As he campaigns to be a Democratic president centered on addressing the “climate crisis,” Washington Gov. Jay Inslee says he’s “hoppin’ mad” to see Davenport business owners affected by flooding from the Mississippi River while President Donald Trump questions the science behind climate change.

The governor was in town Wednesday morning to tour the damage left in the wake of a historic flood that spilled through downtown two weeks ago after the city’s temporary flood barriers broke. Since then, nearly all downtown businesses have felt some form of hardship as many doors have remained closed, access to the downtown has been limited and some shops are leaving for good.

Considering the Davenport situation, Inslee said there is a “scientific reality” threatening the city’s residents, and at the same time “we got a guy in the White House … telling us that the climate crisis is a Chinese hoax.”

“What a bunch of baloney,” Inslee said, adding: “This is a president who is not helping these people one iota. He hasn’t helped them on the disaster, and he hasn’t helped them before the disaster to end the climate crisis. And it makes me hoppin’ mad, as you can tell.”

Among the flooding victims who met with Inslee on Tuesday was Marie Gleason of Dress for Success Quad Cities, a non-profit that connects area women with professional clothes and coaching to help them advance in the workforce. Business owners say they recently learned that they'll have to find a new place to set up shop permanently because of the severe damage to their downtown building.

“Thank you for coming here to highlight our challenges with this. This flood has been devastating for us,” Gleason said, adding that her staff had to be rescued by boat when the flood barriers broke.

Other businesses on the tour were The Half Nelson, a new restaurant that was supposed to open the day of the massive flooding event, and Front Street Brewery, which was still being gutted when the governor came through.

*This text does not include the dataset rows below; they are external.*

//! # LogShelf
//!
//! LogShelf is a log file sink that writes continuously to a timestamped file
//! and rotates it when the bytes written since the last rotation exceed a
//! size limit, or when local midnight passes. Retired files are moved into a
//! dated archive tree (`<archive>/<YYYYMMDD>/`), optionally gzip compressed,
//! and archive directories older than a retention window are removed.
//!
//! Appending never blocks on rotation and never reports an error: rotation,
//! archiving and retention run on background threads, and when no file can
//! be opened the bytes go to standard output instead.
//!
//! ```text
//! logs/app-20250401-195512            <- active file
//! logs/app-20250401-183003            <- retired, archived on next rotation
//! archive/20250401/app-20250401-120000.gz
//! archive/20250331/app-20250331-000000.gz
//! ```
//!
//! ## Example
//!
//! ```rust,no_run
//! use {
//!    logshelf::{Compression, LogShelfBuilder, RotationSize, TimeZone},
//!    tracing_subscriber::util::SubscriberInitExt,
//! };
//!
//! fn main() -> Result<(), Box<dyn std::error::Error>> {
//!    let shelf = LogShelfBuilder::new()
//!        .directory("./logs")
//!        .file_name("app")
//!        .size_limit(RotationSize::MB(64))
//!        .archive_directory("./logs/archive")
//!        .compression(Compression::Gzip)
//!        .retention_days(14)
//!        .time_zone(TimeZone::Local)
//!        .build()?;
//!    let (non_blocking, _guard) = tracing_appender::non_blocking(shelf);
//!    tracing_subscriber::fmt()
//!        .with_writer(non_blocking)
//!        .with_ansi(false)
//!        .finish()
//!        .try_init()?;
//!
//!    tracing::info!("This is an info message");
//!
//!    Ok(())
//! }
//! ```
use {
    chrono::FixedOffset,
    std::{
        path::{Path, PathBuf},
        sync::Arc,
        time::Duration,
    },
};

mod archive;
mod error;
mod meta;
mod shelf;
mod sink;

pub use {error::LogShelfError, shelf::LogShelf};

/// Defines size thresholds for rotating log files in various units.
///
/// Once the bytes appended since the last rotation exceed the threshold, a
/// new log file is opened and the old one is handed to the archiver.
///
/// * `Bytes` - Direct byte count (e.g., 1048576 bytes)
/// * `KB` - Kilobytes (1 KB = 1024 bytes)
/// * `MB` - Megabytes (1 MB = 1024 KB)
/// * `GB` - Gigabytes (1 GB = 1024 MB)
#[derive(Debug, Clone)]
pub enum RotationSize {
    /// Raw byte count
    Bytes(u64),
    /// Kilobytes (1 KB = 1024 bytes)
    KB(u64),
    /// Megabytes (1 MB = 1024 KB = 1,048,576 bytes)
    MB(u64),
    /// Gigabytes (1 GB = 1024 MB = 1,073,741,824 bytes)
    GB(u64),
}

impl RotationSize {
    /// Get the threshold in bytes.
    fn bytes(&self) -> u64 {
        match self {
            RotationSize::Bytes(b) => *b,
            RotationSize::KB(kb) => kb.saturating_mul(1024),
            RotationSize::MB(mb) => mb.saturating_mul(1024 * 1024),
            RotationSize::GB(gb) => gb.saturating_mul(1024 * 1024 * 1024),
        }
    }
}

/// Specifies the compression algorithm applied to archived log files.
///
/// The compressed file is written next to its final location and only
/// renamed into place once the encoder finished, so an archive never holds a
/// truncated file and the original stays put when compression fails.
#[derive(Debug, Clone)]
pub enum Compression {
    /// Gzip compression. Archived files get the `.gz` extension.
    Gzip,
    /// XZ compression (requires the `xz` feature). Archived files get the
    /// `.xz` extension.
    #[cfg(feature = "xz")]
    XZ,
}

impl Compression {
    /// Get the extension for the compressed log file.
    fn get_extension(&self) -> &'static str {
        match self {
            Compression::Gzip => "gz",
            #[cfg(feature = "xz")]
            Compression::XZ => "xz",
        }
    }
}

/// Specifies the time zone used for file timestamps, archive directory dates,
/// retention ages and the midnight rotation.
///
/// # Examples
/// ```
/// use logshelf::TimeZone;
/// use chrono::FixedOffset;
///
/// // Use UTC time for global deployments
/// let utc = TimeZone::UTC;
///
/// // Use local system time zone (changes with system settings)
/// let local = TimeZone::Local;
///
/// // Use a fixed offset for a specific region (e.g., UTC+8 for China)
/// let china = TimeZone::Fix(FixedOffset::east_opt(8 * 3600).unwrap());
/// ```
#[derive(Debug, Clone)]
pub enum TimeZone {
    /// Use UTC time zone.
    UTC,
    /// Use the system's local time zone, re-read on every use so daylight
    /// saving changes are picked up.
    Local,
    /// Use a fixed time zone offset.
    Fix(FixedOffset),
}

/// Provides a fluent interface for configuring [`LogShelf`] instances.
///
/// # Default Configuration
///
/// * Files are written to the current working directory
/// * Files are named after the running executable (`.exe` stripped)
/// * No size-based rotation, only the daily rotation at midnight
/// * No archiving, so retired files stay in the write directory
/// * No compression and no retention
/// * Local system time zone
/// * Replaced files are released 10 seconds after the swap, and a failed
///   open holds off further rotation attempts for 10 seconds
///
/// # Examples
///
/// ```rust,no_run
/// use logshelf::{Compression, LogShelfBuilder, RotationSize};
///
/// let shelf = LogShelfBuilder::new()
///     .directory("/var/log/myapp")
///     .file_name("myapp")
///     .size_limit(RotationSize::MB(100))
///     .archive_directory("/var/log/myapp/archive")
///     .compression(Compression::Gzip)
///     .retention_days(30)
///     .build()
///     .unwrap();
///
/// shelf.append(b"service started\n");
/// ```
#[derive(Debug, Clone, Default)]
pub struct LogShelfBuilder {
    directory: Option<PathBuf>,
    file_name: Option<String>,
    size_limit: Option<u64>,
    archive_directory: Option<PathBuf>,
    compression: Option<Compression>,
    retention_days: Option<u32>,
    time_zone: Option<TimeZone>,
    file_mode: Option<u32>,
    close_grace: Option<Duration>,
    retry_interval: Option<Duration>,
}

impl LogShelfBuilder {
    /// Create a new builder with every option at its default.
    pub fn new() -> Self {
        Self::default()
    }

    /// Set the directory holding the active log file and the retired files
    /// that have not been archived yet.
    pub fn directory<P: AsRef<Path>>(self, directory: P) -> Self {
        Self {
            directory: Some(directory.as_ref().to_path_buf()),
            ..self
        }
    }

    /// Set the log file name prefix. Files are named
    /// `<file_name>-YYYYMMDD-HHMMSS`.
    pub fn file_name<S: Into<String>>(self, file_name: S) -> Self {
        Self {
            file_name: Some(file_name.into()),
            ..self
        }
    }

    /// Rotate once the bytes appended since the last rotation exceed `size`.
    /// A zero size leaves size-based rotation disabled.
    pub fn size_limit(self, size: RotationSize) -> Self {
        Self {
            size_limit: Some(size.bytes()).filter(|&b| b > 0),
            ..self
        }
    }

    /// Enable archiving: retired files are moved to
    /// `<directory>/<YYYYMMDD>/<file_name>-YYYYMMDD-HHMMSS`, where the date
    /// directory is the day the file was archived. An empty path leaves
    /// archiving disabled.
    pub fn archive_directory<P: AsRef<Path>>(self, directory: P) -> Self {
        let directory = directory.as_ref();
        Self {
            archive_directory: (!directory.as_os_str().is_empty()).then(|| directory.to_path_buf()),
            ..self
        }
    }

    /// Compress archived files.
    pub fn compression(self, compression: Compression) -> Self {
        Self {
            compression: Some(compression),
            ..self
        }
    }

    /// Delete archive date directories that are more than `days` whole days
    /// old. Without this call no archive is ever deleted; `0` keeps only the
    /// current day's directory. Has no effect unless archiving is enabled.
    pub fn retention_days(self, days: u32) -> Self {
        Self {
            retention_days: Some(days),
            ..self
        }
    }

    /// Set the time zone for file names, archive dates and the daily
    /// rotation.
    pub fn time_zone(self, time_zone: TimeZone) -> Self {
        Self {
            time_zone: Some(time_zone),
            ..self
        }
    }

    /// Set the file permissions for log files and compressed archives
    /// (Unix-like systems only), e.g. `0o640`.
    pub fn file_mode(self, mode: u32) -> Self {
        Self {
            file_mode: Some(mode),
            ..self
        }
    }

    /// How long a replaced file is kept open after the swap so appends that
    /// already picked it up can finish.
    pub fn close_grace(self, grace: Duration) -> Self {
        Self {
            close_grace: Some(grace),
            ..self
        }
    }

    /// How long a rotation whose new file could not be opened keeps further
    /// rotation attempts away.
    pub fn retry_interval(self, interval: Duration) -> Self {
        Self {
            retry_interval: Some(interval),
            ..self
        }
    }

    /// Build the log shelf.
    ///
    /// Opens the first log file (falling back to standard output if that
    /// fails), starts an archive pass in the background when archiving is
    /// enabled, and starts the daily rotation timer.
    pub fn build(self) -> Result<LogShelf, LogShelfError> {
        let directory = self
            .directory
            .or_else(|| std::env::current_dir().ok())
            .unwrap_or_else(|| PathBuf::from("."));
        let file_name = self.file_name.unwrap_or_else(meta::default_base_name);

        let mut meta = meta::LogShelfMeta::new(directory, file_name)?;
        meta.size_limit = self.size_limit;
        meta.archive_directory = self.archive_directory;
        meta.compression = self.compression;
        meta.retention_days = self.retention_days;
        meta.file_mode = self.file_mode;
        if let Some(time_zone) = self.time_zone {
            meta.time_zone = time_zone;
        }
        if let Some(grace) = self.close_grace {
            meta.close_grace = grace;
        }
        if let Some(interval) = self.retry_interval {
            meta.retry_interval = interval;
        }

        let path = meta.log_path(&meta.now());
        let initial = match meta.create_log_file(&path) {
            Ok(file) => sink::Target::file(file, path),
            Err(err) => {
                tracing::warn!(error = %err, "failed to open log file, writing to stdout");
                sink::Target::Stdout
            }
        };

        let archiving = meta.archive_directory.is_some();
        let shared = Arc::new(shelf::Shared::new(meta, initial));
        if archiving {
            shelf::spawn_maintenance(&shared)?;
        }
        let timer = shelf::DailyTimer::spawn(&shared)?;

        Ok(LogShelf {
            shared,
            timer: Some(timer),
        })
    }
}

Inslee said the outcome in Davenport stands as an example of why climate change needs to be addressed through federal policy that tackles problems on the front end. He pointed to recent environmental studies that have shown increases in flood duration and precipitation locally as a cause for concern.

“When your house just keeps burning down every season, when it gets worse by the decades, you don’t just get buckets,” Inslee said. “You get something to prevent the fires in the first place. And our house is on fire.”

Inslee also referred to his goals of eliminating coal by 2030 and getting the nation’s electrical grid off of fossil fuels as “ambitious,” calling on other candidates in the Democratic field to follow his lead. And he’s compared the need to address the climate change to the full mobilization of the U.S. to defeat fascism in World War II, saying other policy proposals that’re out there are simply “half-measures” that will not get the job done.

“We got to be in a full-throated war with the climate crisis,” Inslee said. “So far my plan is the only one that will do that. Others might be well-intentioned, but intentions are not good enough to win this war.”